--- START ---

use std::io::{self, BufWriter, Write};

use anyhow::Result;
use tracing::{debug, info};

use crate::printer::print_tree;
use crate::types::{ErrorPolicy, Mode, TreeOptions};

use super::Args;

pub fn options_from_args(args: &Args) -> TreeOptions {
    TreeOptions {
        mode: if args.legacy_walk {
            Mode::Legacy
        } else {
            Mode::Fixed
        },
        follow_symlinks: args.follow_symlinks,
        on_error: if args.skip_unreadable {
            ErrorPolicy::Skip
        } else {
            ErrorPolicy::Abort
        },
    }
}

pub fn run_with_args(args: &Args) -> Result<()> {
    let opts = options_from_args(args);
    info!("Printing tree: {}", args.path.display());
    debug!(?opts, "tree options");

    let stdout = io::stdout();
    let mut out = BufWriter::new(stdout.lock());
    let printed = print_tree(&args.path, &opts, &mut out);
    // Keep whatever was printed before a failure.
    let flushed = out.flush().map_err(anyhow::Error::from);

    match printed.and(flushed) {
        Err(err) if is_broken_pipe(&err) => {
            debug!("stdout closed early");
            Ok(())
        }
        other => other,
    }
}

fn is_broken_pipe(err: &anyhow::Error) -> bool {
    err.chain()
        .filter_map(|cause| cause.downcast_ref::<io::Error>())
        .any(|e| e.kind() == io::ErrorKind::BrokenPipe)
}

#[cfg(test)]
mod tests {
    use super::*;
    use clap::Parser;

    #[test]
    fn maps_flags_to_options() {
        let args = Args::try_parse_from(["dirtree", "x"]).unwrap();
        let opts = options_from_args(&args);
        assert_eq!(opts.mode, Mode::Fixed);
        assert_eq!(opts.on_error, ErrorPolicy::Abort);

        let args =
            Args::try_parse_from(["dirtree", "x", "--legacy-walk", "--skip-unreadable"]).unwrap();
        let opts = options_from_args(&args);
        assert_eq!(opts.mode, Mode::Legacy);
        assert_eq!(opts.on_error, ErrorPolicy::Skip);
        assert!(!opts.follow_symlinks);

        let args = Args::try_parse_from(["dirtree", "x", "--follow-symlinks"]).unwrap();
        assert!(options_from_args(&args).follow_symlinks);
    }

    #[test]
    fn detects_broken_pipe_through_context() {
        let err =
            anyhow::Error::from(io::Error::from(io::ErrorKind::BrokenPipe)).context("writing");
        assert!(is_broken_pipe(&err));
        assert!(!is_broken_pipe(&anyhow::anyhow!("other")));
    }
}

--- END ---

Count each line above where the string "info" occurs. Give the number only.

Output
2